ACTION ITEM: Show each line of the records below where the word "requested" occurs.

[Stored data entries]
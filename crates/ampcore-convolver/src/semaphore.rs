//! A binary semaphore built on `Condvar` + `Mutex<bool>`.
//!
//! The standard library has no semaphore primitive, so the worker handoff
//! protocol in [`crate::tail`] is built directly on this. `post` sets the
//! flag and wakes one waiter; `wait` blocks until the flag is set, then
//! clears it — exactly the binary (0/1 token) semantics the protocol needs.

use std::sync::{Condvar, Mutex};

pub struct BinarySemaphore {
    flag: Mutex<bool>,
    cv: Condvar,
}

impl BinarySemaphore {
    pub fn new(initially_signaled: bool) -> Self {
        Self { flag: Mutex::new(initially_signaled), cv: Condvar::new() }
    }

    pub fn post(&self) {
        let mut flag = self.flag.lock().expect("semaphore mutex poisoned");
        *flag = true;
        self.cv.notify_one();
    }

    pub fn wait(&self) {
        let mut flag = self.flag.lock().expect("semaphore mutex poisoned");
        while !*flag {
            flag = self.cv.wait(flag).expect("semaphore mutex poisoned");
        }
        *flag = false;
    }
}
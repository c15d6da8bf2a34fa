//! FLAC file reading via `claxon`.

use crate::{Error, Result};
use std::path::Path;

/// Read a FLAC file and return mono samples along with the sample rate.
///
/// Multi-channel files are downmixed by taking the first channel only, to
/// match [`crate::wav::read_wav`]'s behavior.
pub fn read_flac<P: AsRef<Path>>(path: P) -> Result<(Vec<f32>, u32)> {
    let mut reader =
        claxon::FlacReader::open(path.as_ref()).map_err(|e| Error::Flac(e.to_string()))?;
    let info = reader.streaminfo();
    let channels = info.channels as usize;
    let max_val = (1i64 << (info.bits_per_sample - 1)) as f32;

    let mut samples = Vec::with_capacity(info.samples.unwrap_or(0) as usize);
    for (i, sample) in reader.samples().enumerate() {
        if channels > 1 && i % channels != 0 {
            continue;
        }
        let sample = sample.map_err(|e| Error::Flac(e.to_string()))?;
        samples.push(sample as f32 / max_val);
    }

    Ok((samples, info.sample_rate))
}
//! Background worker that runs the large-block tail convolution off the
//! audio thread.
//!
//! Exactly one "work token" circulates between the audio thread and the
//! worker: `start` (initial count 1, so the worker's first pass runs
//! immediately on a silent block) and `finished` (initial count 0). The
//! audio thread's [`TailWorker::exchange`] waits on `finished` before using a
//! result and reusing its buffer, then posts `start` to hand off the next
//! block — by construction the worker has a full tail-block period to run
//! before that wait is reached again, so the wait is effectively
//! non-blocking in steady state.

use crate::partition::PartitionedConvolver;
use crate::semaphore::BinarySemaphore;
use std::sync::atomic::{AtomicBool, Ordering};
use std::sync::{Arc, Mutex};
use std::thread::JoinHandle;
use std::time::Duration;

const JOIN_TIMEOUT: Duration = Duration::from_secs(5);

pub struct TailWorker {
    start: Arc<BinarySemaphore>,
    finished: Arc<BinarySemaphore>,
    should_exit: Arc<AtomicBool>,
    input: Arc<Mutex<Vec<f32>>>,
    output: Arc<Mutex<Vec<f32>>>,
    handle: Option<JoinHandle<()>>,
    block: usize,
}

impl TailWorker {
    pub fn new(block: usize, ir: Vec<f32>) -> Self {
        let start = Arc::new(BinarySemaphore::new(true));
        let finished = Arc::new(BinarySemaphore::new(false));
        let should_exit = Arc::new(AtomicBool::new(false));
        let input = Arc::new(Mutex::new(vec![0.0; block]));
        let output = Arc::new(Mutex::new(vec![0.0; block]));

        let worker_start = start.clone();
        let worker_finished = finished.clone();
        let worker_exit = should_exit.clone();
        let worker_input = input.clone();
        let worker_output = output.clone();

        let handle = std::thread::Builder::new()
            .name("ampcore-convolver-tail".into())
            .spawn(move || {
                let mut convolver = PartitionedConvolver::new(block, &ir);
                loop {
                    worker_start.wait();
                    if worker_exit.load(Ordering::Acquire) {
                        break;
                    }
                    let input = worker_input.lock().expect("tail input poisoned");
                    let mut output = worker_output.lock().expect("tail output poisoned");
                    convolver.process_block(&input, &mut output);
                    drop(input);
                    drop(output);
                    worker_finished.post();
                }
            })
            .expect("failed to spawn cabinet convolution worker thread");

        Self { start, finished, should_exit, input, output, handle: Some(handle), block }
    }

    pub fn block_size(&self) -> usize {
        self.block
    }

    /// Retrieve the output of the block handed over on the previous call
    /// (or silence, on the first call), then hand `new_block` to the worker
    /// to process while the audio thread continues.
    pub fn exchange(&self, new_block: &[f32], out: &mut [f32]) {
        debug_assert_eq!(new_block.len(), self.block);
        debug_assert_eq!(out.len(), self.block);

        self.finished.wait();
        {
            let output = self.output.lock().expect("tail output poisoned");
            out.copy_from_slice(&output);
        }
        {
            let mut input = self.input.lock().expect("tail input poisoned");
            input.copy_from_slice(new_block);
        }
        self.start.post();
    }

    /// Total latency this stage adds: one full block to accumulate input
    /// plus one full block for the worker round-trip.
    pub fn latency_samples(&self) -> usize {
        self.block * 2
    }
}

impl Drop for TailWorker {
    fn drop(&mut self) {
        self.should_exit.store(true, Ordering::Release);
        self.start.post();
        if let Some(handle) = self.handle.take() {
            let (tx, rx) = std::sync::mpsc::channel();
            std::thread::spawn(move || {
                let _ = handle.join();
                let _ = tx.send(());
            });
            let _ = rx.recv_timeout(JOIN_TIMEOUT);
        }
    }
}

#[cfg(test)]
mod tests {
    use super::*;

    #[test]
    fn first_exchange_returns_silence() {
        let worker = TailWorker::new(16, vec![1.0; 16]);
        let input = vec![0.5; 16];
        let mut output = vec![9.0; 16];
        worker.exchange(&input, &mut output);
        assert!(output.iter().all(|&s| s == 0.0));
    }

    #[test]
    fn second_exchange_reflects_first_blocks_convolution() {
        let worker = TailWorker::new(8, vec![1.0, 0.5]);
        let block_a = vec![1.0; 8];
        let mut out_a = vec![0.0; 8];
        worker.exchange(&block_a, &mut out_a);
        assert!(out_a.iter().all(|&s| s == 0.0));

        let block_b = vec![0.0; 8];
        let mut out_b = vec![0.0; 8];
        worker.exchange(&block_b, &mut out_b);
        assert!(out_b.iter().any(|&s| s != 0.0));
    }

    #[test]
    fn drop_joins_worker_thread_promptly() {
        let worker = TailWorker::new(32, vec![0.0; 32]);
        drop(worker);
    }
}
//! Biquad (bi-quadratic) filter structure.
//!
//! Provides a generic second-order IIR filter that can be configured
//! for various filter types (low-pass, high-pass, band-pass, notch).
//!
//! Coefficient calculation uses the RBJ Audio EQ Cookbook formulas.

use core::f32::consts::PI;
use libm::{cosf, sinf};

/// Generic biquad filter coefficients and state.
///
/// Implements the Direct Form I biquad structure:
/// ```text
/// y[n] = b0*x[n] + b1*x[n-1] + b2*x[n-2]
///                - a1*y[n-1] - a2*y[n-2]
/// ```
///
/// This is a building block for creating specific filter types.
#[derive(Debug, Clone)]
pub struct Biquad {
    /// Feedforward coefficients
    b0: f32,
    b1: f32,
    b2: f32,

    /// Feedback coefficients (stored as negated for efficiency)
    a1: f32,
    a2: f32,

    /// Input delay line: x[n-1], x[n-2]
    x1: f32,
    x2: f32,

    /// Output delay line: y[n-1], y[n-2]
    y1: f32,
    y2: f32,
}

impl Biquad {
    /// Creates a new biquad with passthrough coefficients.
    ///
    /// Initial state: `y[n] = x[n]` (no filtering)
    pub fn new() -> Self {
        Self {
            b0: 1.0,
            b1: 0.0,
            b2: 0.0,
            a1: 0.0,
            a2: 0.0,
            x1: 0.0,
            x2: 0.0,
            y1: 0.0,
            y2: 0.0,
        }
    }

    /// Sets the biquad coefficients.
    ///
    /// # Arguments
    ///
    /// * `b0, b1, b2` - Feedforward coefficients
    /// * `a0, a1, a2` - Feedback coefficients (a0 is typically 1.0)
    ///
    /// Note: This function normalizes by a0 internally.
    pub fn set_coefficients(&mut self, b0: f32, b1: f32, b2: f32, a0: f32, a1: f32, a2: f32) {
        // Normalize by a0
        let a0_inv = 1.0 / a0;
        self.b0 = b0 * a0_inv;
        self.b1 = b1 * a0_inv;
        self.b2 = b2 * a0_inv;
        self.a1 = a1 * a0_inv;
        self.a2 = a2 * a0_inv;
    }

    /// Processes a single sample through the biquad filter.
    ///
    /// Uses Direct Form I structure for numerical stability.
    #[inline]
    pub fn process(&mut self, input: f32) -> f32 {
        // Calculate output: y[n] = b0*x[n] + b1*x[n-1] + b2*x[n-2]
        //                                   - a1*y[n-1] - a2*y[n-2]
        let output = self.b0 * input + self.b1 * self.x1 + self.b2 * self.x2
                                     - self.a1 * self.y1 - self.a2 * self.y2;

        // Update delay lines
        self.x2 = self.x1;
        self.x1 = input;
        self.y2 = self.y1;
        self.y1 = output;

        output
    }

    /// Clears the filter state (delay lines).
    ///
    /// Useful for resetting the filter without changing coefficients.
    pub fn clear(&mut self) {
        self.x1 = 0.0;
        self.x2 = 0.0;
        self.y1 = 0.0;
        self.y2 = 0.0;
    }
}

impl Default for Biquad {
    fn default() -> Self {
        Self::new()
    }
}

/// Calculates low-pass filter coefficients using the RBJ cookbook formula.
///
/// # Arguments
///
/// * `frequency` - Cutoff frequency in Hz
/// * `q` - Q factor (typically 0.707 for Butterworth response)
/// * `sample_rate` - Sample rate in Hz
///
/// # Returns
///
/// (b0, b1, b2, a0, a1, a2) coefficients
pub fn lowpass_coefficients(frequency: f32, q: f32, sample_rate: f32) -> (f32, f32, f32, f32, f32, f32) {
    let omega = 2.0 * PI * frequency / sample_rate;
    let cos_omega = cosf(omega);
    let sin_omega = sinf(omega);
    let alpha = sin_omega / (2.0 * q);

    let b0 = (1.0 - cos_omega) / 2.0;
    let b1 = 1.0 - cos_omega;
    let b2 = (1.0 - cos_omega) / 2.0;
    let a0 = 1.0 + alpha;
    let a1 = -2.0 * cos_omega;
    let a2 = 1.0 - alpha;

    (b0, b1, b2, a0, a1, a2)
}

/// Calculates high-pass filter coefficients using the RBJ cookbook formula.
///
/// # Arguments
///
/// * `frequency` - Cutoff frequency in Hz
/// * `q` - Q factor (typically 0.707 for Butterworth response)
/// * `sample_rate` - Sample rate in Hz
///
/// # Returns
///
/// (b0, b1, b2, a0, a1, a2) coefficients
pub fn highpass_coefficients(frequency: f32, q: f32, sample_rate: f32) -> (f32, f32, f32, f32, f32, f32) {
    let omega = 2.0 * PI * frequency / sample_rate;
    let cos_omega = cosf(omega);
    let sin_omega = sinf(omega);
    let alpha = sin_omega / (2.0 * q);

    let b0 = (1.0 + cos_omega) / 2.0;
    let b1 = -(1.0 + cos_omega);
    let b2 = (1.0 + cos_omega) / 2.0;
    let a0 = 1.0 + alpha;
    let a1 = -2.0 * cos_omega;
    let a2 = 1.0 - alpha;

    (b0, b1, b2, a0, a1, a2)
}

/// Calculates band-pass filter coefficients using the RBJ cookbook formula.
///
/// This version has constant 0dB peak gain.
///
/// # Arguments
///
/// * `frequency` - Center frequency in Hz
/// * `q` - Q factor (bandwidth = frequency / Q)
/// * `sample_rate` - Sample rate in Hz
///
/// # Returns
///
/// (b0, b1, b2, a0, a1, a2) coefficients
pub fn bandpass_coefficients(frequency: f32, q: f32, sample_rate: f32) -> (f32, f32, f32, f32, f32, f32) {
    let omega = 2.0 * PI * frequency / sample_rate;
    let cos_omega = cosf(omega);
    let sin_omega = sinf(omega);
    let alpha = sin_omega / (2.0 * q);

    let b0 = alpha;
    let b1 = 0.0;
    let b2 = -alpha;
    let a0 = 1.0 + alpha;
    let a1 = -2.0 * cos_omega;
    let a2 = 1.0 - alpha;

    (b0, b1, b2, a0, a1, a2)
}

/// Calculates notch (band-reject) filter coefficients using the RBJ cookbook formula.
///
/// # Arguments
///
/// * `frequency` - Notch frequency in Hz
/// * `q` - Q factor (notch width = frequency / Q)
/// * `sample_rate` - Sample rate in Hz
///
/// # Returns
///
/// (b0, b1, b2, a0, a1, a2) coefficients
pub fn notch_coefficients(frequency: f32, q: f32, sample_rate: f32) -> (f32, f32, f32, f32, f32, f32) {
    let omega = 2.0 * PI * frequency / sample_rate;
    let cos_omega = cosf(omega);
    let sin_omega = sinf(omega);
    let alpha = sin_omega / (2.0 * q);

    let b0 = 1.0;
    let b1 = -2.0 * cos_omega;
    let b2 = 1.0;
    let a0 = 1.0 + alpha;
    let a1 = -2.0 * cos_omega;
    let a2 = 1.0 - alpha;

    (b0, b1, b2, a0, a1, a2)
}

/// Calculates peaking EQ filter coefficients using the RBJ cookbook formula.
///
/// A peaking EQ boosts or cuts around a center frequency with a specified bandwidth.
/// Used for parametric equalizers.
///
/// # Arguments
///
/// * `frequency` - Center frequency in Hz
/// * `q` - Q factor (bandwidth = frequency / Q)
/// * `gain_db` - Gain in decibels (positive = boost, negative = cut)
/// * `sample_rate` - Sample rate in Hz
///
/// # Returns
///
/// (b0, b1, b2, a0, a1, a2) coefficients
pub fn peaking_eq_coefficients(frequency: f32, q: f32, gain_db: f32, sample_rate: f32) -> (f32, f32, f32, f32, f32, f32) {
    use libm::powf;

    let a = powf(10.0, gain_db / 40.0); // sqrt(10^(dB/20))
    let omega = 2.0 * PI * frequency / sample_rate;
    let cos_omega = cosf(omega);
    let sin_omega = sinf(omega);
    let alpha = sin_omega / (2.0 * q);

    let b0 = 1.0 + alpha * a;
    let b1 = -2.0 * cos_omega;
    let b2 = 1.0 - alpha * a;
    let a0 = 1.0 + alpha / a;
    let a1 = -2.0 * cos_omega;
    let a2 = 1.0 - alpha / a;

    (b0, b1, b2, a0, a1, a2)
}

/// Calculates low-shelf filter coefficients using the RBJ cookbook formula.
///
/// Boosts or cuts frequencies below `frequency`, leaving the band above
/// roughly unchanged. Used for the tone stack's bass and depth controls.
///
/// # Arguments
///
/// * `frequency` - Shelf corner frequency in Hz
/// * `q` - Shelf slope parameter (1.0 gives a gentle, non-resonant knee)
/// * `gain_db` - Gain in decibels (positive = boost, negative = cut)
/// * `sample_rate` - Sample rate in Hz
///
/// # Returns
///
/// (b0, b1, b2, a0, a1, a2) coefficients
pub fn lowshelf_coefficients(
    frequency: f32,
    q: f32,
    gain_db: f32,
    sample_rate: f32,
) -> (f32, f32, f32, f32, f32, f32) {
    use libm::{powf, sqrtf};

    let a = powf(10.0, gain_db / 40.0);
    let omega = 2.0 * PI * frequency / sample_rate;
    let cos_omega = cosf(omega);
    let sin_omega = sinf(omega);
    let alpha = sin_omega / (2.0 * q);
    let two_sqrt_a_alpha = 2.0 * sqrtf(a) * alpha;

    let b0 = a * ((a + 1.0) - (a - 1.0) * cos_omega + two_sqrt_a_alpha);
    let b1 = 2.0 * a * ((a - 1.0) - (a + 1.0) * cos_omega);
    let b2 = a * ((a + 1.0) - (a - 1.0) * cos_omega - two_sqrt_a_alpha);
    let a0 = (a + 1.0) + (a - 1.0) * cos_omega + two_sqrt_a_alpha;
    let a1 = -2.0 * ((a - 1.0) + (a + 1.0) * cos_omega);
    let a2 = (a + 1.0) + (a - 1.0) * cos_omega - two_sqrt_a_alpha;

    (b0, b1, b2, a0, a1, a2)
}

/// Calculates high-shelf filter coefficients using the RBJ cookbook formula.
///
/// Boosts or cuts frequencies above `frequency`, leaving the band below
/// roughly unchanged. Used for the tone stack's treble and presence controls.
///
/// # Arguments
///
/// * `frequency` - Shelf corner frequency in Hz
/// * `q` - Shelf slope parameter (1.0 gives a gentle, non-resonant knee)
/// * `gain_db` - Gain in decibels (positive = boost, negative = cut)
/// * `sample_rate` - Sample rate in Hz
///
/// # Returns
///
/// (b0, b1, b2, a0, a1, a2) coefficients
pub fn highshelf_coefficients(
    frequency: f32,
    q: f32,
    gain_db: f32,
    sample_rate: f32,
) -> (f32, f32, f32, f32, f32, f32) {
    use libm::{powf, sqrtf};

    let a = powf(10.0, gain_db / 40.0);
    let omega = 2.0 * PI * frequency / sample_rate;
    let cos_omega = cosf(omega);
    let sin_omega = sinf(omega);
    let alpha = sin_omega / (2.0 * q);
    let two_sqrt_a_alpha = 2.0 * sqrtf(a) * alpha;

    let b0 = a * ((a + 1.0) + (a - 1.0) * cos_omega + two_sqrt_a_alpha);
    let b1 = -2.0 * a * ((a - 1.0) + (a + 1.0) * cos_omega);
    let b2 = a * ((a + 1.0) + (a - 1.0) * cos_omega - two_sqrt_a_alpha);
    let a0 = (a + 1.0) - (a - 1.0) * cos_omega + two_sqrt_a_alpha;
    let a1 = 2.0 * ((a - 1.0) - (a + 1.0) * cos_omega);
    let a2 = (a + 1.0) - (a - 1.0) * cos_omega - two_sqrt_a_alpha;

    (b0, b1, b2, a0, a1, a2)
}
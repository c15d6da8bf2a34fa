//! Audio file and device I/O for the ampcore amplifier engine.
//!
//! This crate provides:
//!
//! - **File loading**: [`audiofile::load_audio_mono`] dispatches WAV/FLAC by
//!   extension, downmixes to the first channel, and resamples to the host rate.
//! - **WAV codec**: [`read_wav`] / [`write_wav`] for the underlying format.
//! - **FLAC decode**: [`flac::read_flac`].
//! - **Rational resampling**: [`resample::resample_to_rate`] for IR sample-rate
//!   conversion.
//! - **Real-time streaming**: [`AudioStream`] wraps `cpal` for live audio I/O.

mod audiofile;
mod flac;
mod resample;
mod stream;
mod wav;

pub use audiofile::load_audio_mono;
pub use resample::{resample, resample_to_rate};
pub use stream::{AudioStream, StreamConfig};
pub use wav::{WavSpec, read_wav, write_wav};

/// Error types for audio I/O operations.
#[derive(Debug, thiserror::Error)]
pub enum Error {
    /// WAV file read/write error.
    #[error("WAV file error: {0}")]
    Wav(#[from] hound::Error),

    /// FLAC file read error.
    #[error("FLAC file error: {0}")]
    Flac(String),

    /// Audio stream setup or runtime error.
    #[error("Audio stream error: {0}")]
    Stream(String),

    /// No audio device available on the system.
    #[error("No audio device available")]
    NoDevice,

    /// The requested sample format is not supported.
    #[error("Unsupported sample format: {0}")]
    UnsupportedFormat(String),

    /// The requested audio device was not found.
    #[error("Device not found: {0}")]
    DeviceNotFound(String),

    /// Standard I/O error.
    #[error("IO error: {0}")]
    Io(#[from] std::io::Error),
}

/// Convenience result type for audio I/O operations.
pub type Result<T> = std::result::Result<T, Error>;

WRITTEN SOLUTION:
    /// The requested sample format is not supported.
    /// The requested audio device was not found.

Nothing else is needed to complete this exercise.